Weeds that heal..
Now I’ll always emphasise that food gathering is pretty way down on the list in survival situations – time and resources are much better spent on making sure you are sheltered from the elements and have enough water. But some edible plants have much more uses than just food alone.
Here are some plants that you can use for other less desperate needs.
Willow bark – The active ingredient is SALICIN which is closely related to Salacylic acid used in making aspirin.
Take some bark from a willow tree. Examples include quaking aspens, big tooth aspens, white, black, crack and weeping willows.

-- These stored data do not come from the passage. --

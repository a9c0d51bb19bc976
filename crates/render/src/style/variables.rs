//! CSS custom properties (variables) for rendered documents.
//!
//! [`CssVariables`] is rendered as a `<style>` block setting `:root` custom
//! properties prefixed with `--doc-`. These are injected alongside stylesheets
//! so that CSS rules can reference the project, version and title of the
//! document being printed without template preprocessing.

use rslug::slugify;
use std::collections::BTreeMap;
use std::fmt::{Display, Formatter, Result as FmtResult};

/// A set of CSS custom properties injected as `:root` variables.
///
/// Each entry becomes `--doc-{key}: "{value}"` in a `<style>` block.
/// Values are escaped per the [W3C CSS string token grammar][spec].
///
/// [spec]: https://www.w3.org/TR/css-syntax-3/#consume-string-token
#[derive(Debug, Clone, Default)]
pub struct CssVariables {
    variables: BTreeMap<String, String>,
}

impl CssVariables {
    /// Creates a new set of CSS variables from any map-like type.
    pub fn new(map: impl Into<BTreeMap<String, String>>) -> Self {
        Self { variables: map.into() }
    }

    /// The variables every printed document carries.
    pub fn for_document(project: &str, version: &str, title: &str) -> Self {
        [("project", project), ("version", version), ("title", title)].into_iter().collect()
    }

    pub fn with(mut self, key: impl Into<String>, value: impl Into<String>) -> Self {
        self.variables.insert(key.into(), value.into());
        self
    }
}
impl<K: Into<String>, V: Into<String>> FromIterator<(K, V)> for CssVariables {
    fn from_iter<T: IntoIterator<Item = (K, V)>>(iter: T) -> Self {
        let variables = iter.into_iter().map(|(k, v)| (k.into(), v.into())).collect();
        Self { variables }
    }
}
impl Display for CssVariables {
    fn fmt(&self, f: &mut Formatter<'_>) -> FmtResult {
        writeln!(f, "<style>\n:root {{")?;
        for (key, value) in self.variables.iter() {
            writeln!(f, "    --doc-{}: \"{}\";", slugify!(key), css_escape_string(value))?;
        }
        write!(f, "}}\n</style>")
    }
}

/// https://www.w3.org/TR/css-syntax-3/#consume-string-token
fn css_escape_string(value: impl AsRef<str>) -> String {
    value
        .as_ref()
        .replace('\\', "\\\\")
        .replace('"', "\\\"")
        .replace('\n', "\\a ")
        .replace('\r', "\\d ")
        .replace('\x0C', "\\c ")
        .replace('\0', "\\fffd ")
        .replace('<', "\\3c ")
}

#[cfg(test)]
mod tests {
    use super::*;

    #[test]
    fn renders_root_block() {
        let css = CssVariables::for_document("Acme", "2.0", "Say \"hi\"").to_string();
        assert!(css.starts_with("<style>\n:root {"));
        assert!(css.contains("--doc-project: \"Acme\";"));
        assert!(css.contains("--doc-title: \"Say \\\"hi\\\"\";"));
        assert!(css.ends_with("}\n</style>"));
    }

    #[test]
    fn closing_tags_cannot_escape_the_block() {
        let css = CssVariables::new(BTreeMap::from([("title".to_string(), "</style>".to_string())])).to_string();
        assert_eq!(css.matches("</style>").count(), 1);
    }
}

Scrape off the inner bark – you’ll need a couple of teaspoons of shavings – and simmer in a cup of water for about 15 minutes. Then leave it to cool before drinking. Another option if you can’t boil water is to chew the bark.

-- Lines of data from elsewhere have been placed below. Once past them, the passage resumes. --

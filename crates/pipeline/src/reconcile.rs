//! Page number reconciliation.
//!
//! A document is rendered once with every contents entry showing
//! [`PLACEHOLDER`]. The text of that render is split into pages and each
//! numbered entry is looked up in it; the placeholder belonging to the entry
//! is then replaced with the page it was found on.
//!
//! Entries are searched in document order from a cursor that only moves
//! forward, so all lookups together scan each page a bounded number of times.

use docprint_guide::TocEntry;
use docprint_guide::toc::{PLACEHOLDER, page_number};
use regex::Regex;

/// Locates headings in the extracted text of a rendered document.
pub trait PageLocator: Send + Sync {
    /// Splits the extracted text into pages.
    fn pages<'t>(&self, text: &'t str) -> Vec<&'t str>;

    /// Index of the first page at or after `from` that shows `entry`.
    fn locate(&self, pages: &[&str], entry: &TocEntry, from: usize) -> Option<usize>;
}

/// Finds headings by their printed auto-numbered form.
///
/// Pages are delimited by the running footer; without a footer pattern, or
/// when it never matches, the whole text is one page.
#[derive(Clone, Debug, Default)]
pub struct RegexPageLocator {
    footer: Option<Regex>,
}
impl RegexPageLocator {
    pub fn new(footer: Option<Regex>) -> Self {
        Self { footer }
    }

    /// Line pattern of a numbered heading: its counter, two spaces and the
    /// heading text. Whitespace inside the text may be a line break.
    pub fn heading_pattern(entry: &TocEntry) -> Option<String> {
        let counter = match entry.level {
            1 => r"\d+",
            2 => r"\d+\.\d+",
            3 => r"\d+\.\d+\.\d+",
            _ => return None,
        };
        let text = entry.text.split_whitespace().map(regex::escape).collect::<Vec<_>>().join(r"\s\n?");
        Some(format!(r"(?m)^{counter}\s{{2}}{text}[^\S\n]*$"))
    }
}
impl PageLocator for RegexPageLocator {
    fn pages<'t>(&self, text: &'t str) -> Vec<&'t str> {
        match &self.footer {
            Some(footer) => footer.split(text).collect(),
            None => vec![text],
        }
    }

    fn locate(&self, pages: &[&str], entry: &TocEntry, from: usize) -> Option<usize> {
        let pattern = Self::heading_pattern(entry)?;
        let regex = match Regex::new(&pattern) {
            Ok(regex) => regex,
            Err(err) => {
                tracing::warn!(heading = %entry.text, error = %err, "Heading pattern does not compile");
                return None;
            },
        };
        pages.iter().enumerate().skip(from).find(|(_, page)| regex.is_match(page)).map(|(index, _)| index)
    }
}

/// Outcome of reconciling one document.
#[derive(Clone, Debug, PartialEq, Eq)]
pub struct Reconciliation {
    pub html: String,
    /// Page found for each numbered entry, in document order.
    pub pages: Vec<Option<usize>>,
}
impl Reconciliation {
    pub fn resolved(&self) -> usize {
        self.pages.iter().flatten().count()
    }

    pub fn unresolved(&self) -> usize {
        self.pages.len() - self.resolved()
    }
}

/// Resolves the placeholders in `html` against the extracted `text`.
///
/// The n-th placeholder belongs to the n-th numbered entry of `toc`, the
/// order the contents list is printed in. Without a `toc` the HTML is
/// returned untouched.
pub fn reconcile(locator: &dyn PageLocator, html: &str, toc: Option<&[TocEntry]>, text: &str) -> Reconciliation {
    let Some(toc) = toc else {
        return Reconciliation { html: html.to_string(), pages: Vec::new() };
    };
    let pages = locator.pages(text);
    tracing::debug!(pages = pages.len(), entries = toc.len(), "Reconciling page numbers");

    let mut cursor = 0;
    let mut found = Vec::new();
    for entry in toc.iter().filter(|entry| entry.is_numbered()) {
        let page = locator.locate(&pages, entry, cursor);
        match page {
            Some(page) => cursor = page,
            None => tracing::warn!(heading = %entry.text, level = entry.level, "Heading not found; page number left unresolved"),
        }
        found.push(page);
    }

    let mut segments = html.split(PLACEHOLDER);
    let mut patched = String::with_capacity(html.len());
    patched.push_str(segments.next().unwrap_or_default());
    for (index, segment) in segments.enumerate() {
        match found.get(index).copied().flatten() {
            Some(page) => patched.push_str(&page_number(page)),
            None => patched.push_str(PLACEHOLDER),
        }
        patched.push_str(segment);
    }
    Reconciliation { html: patched, pages: found }
}

#[cfg(test)]
mod tests {
    use super::*;
    use crate::site::contents_markup;
    use rstest::rstest;

    const FOOTER: &str = "Printed from https://docs.test";

    fn locator() -> RegexPageLocator {
        RegexPageLocator::new(Some(Regex::new(r"Printed from \S*").unwrap()))
    }

    fn text(pages: &[&[&str]]) -> String {
        pages.iter().map(|lines| format!("{}\n{FOOTER}\n", lines.join("\n"))).collect()
    }

    fn html(toc: &[TocEntry]) -> String {
        format!("<section>{}</section><main>body</main>", contents_markup(toc))
    }

    #[test]
    fn resolves_each_entry_to_its_page() {
        let toc = vec![TocEntry::new(1, "Intro"), TocEntry::new(2, "Setup"), TocEntry::new(1, "Usage")];
        let text = text(&[&["Contents"], &["1  Intro", "1.1  Setup"], &["2  Usage"]]);
        let result = reconcile(&locator(), &html(&toc), Some(&toc[..]), &text);
        assert_eq!(result.pages, vec![Some(1), Some(1), Some(2)]);
        assert!(!result.html.contains(PLACEHOLDER));
        let first = result.html.find(&page_number(1)).unwrap();
        let last = result.html.find(&page_number(2)).unwrap();
        assert!(first < last);
    }

    #[test]
    fn heading_with_metacharacters_matches_literally() {
        let toc = vec![TocEntry::new(1, "C++ API (v2)")];
        let text = text(&[&["Contents"], &["1  C++ API (v2)"]]);
        let result = reconcile(&locator(), &html(&toc), Some(&toc[..]), &text);
        assert_eq!(result.pages, vec![Some(1)]);

        let lookalike = text.replace("C++ API (v2)", "CCC API v2");
        assert_eq!(reconcile(&locator(), &html(&toc), Some(&toc[..]), &lookalike).pages, vec![None]);
    }

    #[test]
    fn wrapped_heading_matches() {
        let toc = vec![TocEntry::new(2, "Configuring the build server")];
        let text = text(&[&["1.1  Configuring the build", "server"]]);
        assert_eq!(reconcile(&locator(), &html(&toc), Some(&toc[..]), &text).pages, vec![Some(0)]);
    }

    #[rstest]
    #[case(None)]
    #[case(Some(Regex::new("never printed").unwrap()))]
    fn without_footer_everything_is_page_zero(#[case] footer: Option<Regex>) {
        let locator = RegexPageLocator::new(footer);
        let text = "1  Intro\nfooter\n2  Usage\nfooter\n";
        assert_eq!(locator.pages(text), vec![text]);
        let toc = vec![TocEntry::new(1, "Intro"), TocEntry::new(1, "Missing")];
        let result = reconcile(&locator, &html(&toc), Some(&toc[..]), text);
        assert_eq!(result.pages, vec![Some(0), None]);
    }

    #[test]
    fn cursor_never_moves_backwards() {
        // "Intro" also appears on page 1, but after "Usage" was found on page 2.
        let toc = vec![TocEntry::new(1, "Usage"), TocEntry::new(1, "Intro"), TocEntry::new(1, "Appendix")];
        let text = text(&[&["Contents"], &["1  Intro"], &["2  Usage"], &["3  Intro"], &["4  Appendix"]]);
        let result = reconcile(&locator(), &html(&toc), Some(&toc[..]), &text);
        assert_eq!(result.pages, vec![Some(2), Some(3), Some(4)]);
        let resolved: Vec<usize> = result.pages.iter().flatten().copied().collect();
        assert!(resolved.windows(2).all(|pair| pair[0] <= pair[1]));
    }

    #[test]
    fn unmatched_entry_keeps_its_own_placeholder() {
        let toc = vec![TocEntry::new(1, "Intro"), TocEntry::new(1, "Ghost"), TocEntry::new(1, "Usage")];
        let text = text(&[&["Contents"], &["1  Intro"], &["2  Usage"]]);
        let result = reconcile(&locator(), &html(&toc), Some(&toc[..]), &text);
        assert_eq!(result.pages, vec![Some(1), None, Some(2)]);
        assert_eq!((result.resolved(), result.unresolved()), (2, 1));
        let ghost = result.html.find("Ghost").unwrap();
        let placeholder = result.html.find(PLACEHOLDER).unwrap();
        let usage = result.html.find("Usage").unwrap();
        assert!(ghost < placeholder && placeholder < usage);
    }

    #[test]
    fn deep_entries_are_not_looked_up() {
        let toc = vec![TocEntry::new(4, "Detail"), TocEntry::new(1, "Intro")];
        let text = text(&[&["Detail", "1  Intro"]]);
        let result = reconcile(&locator(), &html(&toc), Some(&toc[..]), &text);
        assert_eq!(result.pages, vec![Some(0)]);
        assert!(RegexPageLocator::heading_pattern(&toc[0]).is_none());
    }

    #[test]
    fn missing_toc_is_a_no_op() {
        let html = "<main><p>No outline</p></main>";
        let result = reconcile(&locator(), html, None, "anything");
        assert_eq!(result.html, html);
        assert!(result.pages.is_empty());
    }
}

Don’t drink any more than 4 cups of this tea a day, its easy to overdose. And just don’t use it if you are allergic to aspirin or have stomach problems.

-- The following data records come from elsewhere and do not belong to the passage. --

//! Chrome stand-in for testing.

use super::PdfRenderer;
use crate::error::{ErrorKind, Result};
use async_trait::async_trait;
use docprint_guide::toc::extract_toc;
use docprint_pdf::fixtures::text_pdf;
use docprint_render::{CssVariables, Layout};
use exn::ResultExt;
use std::path::{Path, PathBuf};
use std::sync::Mutex;

/// A render request seen by [`MockRenderer`].
#[derive(Clone, Debug)]
pub struct RenderCall {
    pub layout: Layout,
    pub html: String,
    pub output: PathBuf,
}

/// Writes text-only PDFs laid out like the print stylesheet lays out pages.
///
/// Anything before the first level 1 heading (the contents list) is page 0,
/// every level 1 heading starts a new page, numbered headings carry their
/// counter followed by two spaces and every page ends with `footer`.
pub struct MockRenderer {
    footer: String,
    fail_on: Option<String>,
    calls: Mutex<Vec<RenderCall>>,
}
impl MockRenderer {
    pub fn new(footer: impl Into<String>) -> Self {
        Self { footer: footer.into(), fail_on: None, calls: Mutex::new(Vec::new()) }
    }

    /// Fails every render whose output path contains `fragment`.
    pub fn failing_on(mut self, fragment: impl Into<String>) -> Self {
        self.fail_on = Some(fragment.into());
        self
    }

    pub fn calls(&self) -> Vec<RenderCall> {
        self.calls.lock().map(|calls| calls.clone()).unwrap_or_default()
    }

    fn pages(&self, layout: Layout, html: &str) -> Vec<Vec<String>> {
        if layout == Layout::Cover {
            return vec![vec!["Cover".to_string()]];
        }
        let mut pages = vec![Vec::new()];
        let mut counters = [0usize; 3];
        for entry in extract_toc(html) {
            let line = match entry.level {
                1 => {
                    counters = [counters[0] + 1, 0, 0];
                    pages.push(Vec::new());
                    format!("{}  {}", counters[0], entry.text)
                },
                2 => {
                    counters[1] += 1;
                    counters[2] = 0;
                    format!("{}.{}  {}", counters[0], counters[1], entry.text)
                },
                3 => {
                    counters[2] += 1;
                    format!("{}.{}.{}  {}", counters[0], counters[1], counters[2], entry.text)
                },
                _ => entry.text,
            };
            if let Some(page) = pages.last_mut() {
                page.push(line);
            }
        }
        for page in &mut pages {
            page.push(self.footer.clone());
        }
        pages
    }
}

#[async_trait]
impl PdfRenderer for MockRenderer {
    async fn render(&self, layout: Layout, html: &str, _variables: CssVariables, output: &Path) -> Result<()> {
        if let Ok(mut calls) = self.calls.lock() {
            calls.push(RenderCall { layout, html: html.to_string(), output: output.to_path_buf() });
        }
        if let Some(fragment) = &self.fail_on
            && output.to_string_lossy().contains(fragment.as_str())
        {
            exn::bail!(ErrorKind::Render(output.to_path_buf()));
        }
        let pages = self.pages(layout, html);
        let pages: Vec<Vec<&str>> = pages.iter().map(|lines| lines.iter().map(String::as_str).collect()).collect();
        let pages: Vec<&[&str]> = pages.iter().map(Vec::as_slice).collect();
        tokio::fs::write(output, text_pdf(&pages)).await.or_raise(|| ErrorKind::Io(output.to_path_buf()))
    }
}

#[async_trait]
impl PdfRenderer for std::sync::Arc<MockRenderer> {
    async fn render(&self, layout: Layout, html: &str, variables: CssVariables, output: &Path) -> Result<()> {
        self.as_ref().render(layout, html, variables, output).await
    }
}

Here’ s a great article that shows how to identify the various types of willow you can use.
Balsam Fir – The sap from blisters on Balsam Firs (Your common or garden Christmas tree) is a strong antiseptic and has been used by native Americans to treat burns, sores and wounds.
You can pop the blisters and the sap oozes out. It’s pretty messy but can be used over cuts and wounds to help prevent infection.
It’s pretty useful stuff to add to your fire making kit too!
St Johns Wort or Goatweed – You can generally buy St Johns Wort in health food shops mostly as a supplement for anxiety and depression. However, you can use the crushed leaves of the plant as an effective antiseptic dressing too.
They contain Hypericin which is believed to act as a powerful antibiotic and antiviral.
I’ve heard it heals up wounds pretty fast.
More info and photos to identify St John Wort can be found here:
You can make a tea with the roots of the Common Blackberry.
Just pour boiling water over the cleaned and shredded roots and leave for 5 minutes before drinking the mixture.
You can also use oak bark containing tannin to help stop the trots. Just make a tea with a spoonful of bits of shredded bark or twigs.
White oak bark and other barks containing tannin are also effective.
However, use them with caution when nothing else is available because of possible negative effects on the kidneys.
You can also stop diarrhoea by eating white clay or campfire ashes. A tea made from cowberry, cranberry or hazel leaves works, too.
Just a quick note – This information is for informational purposes only. Medical advice should only be given by your physician.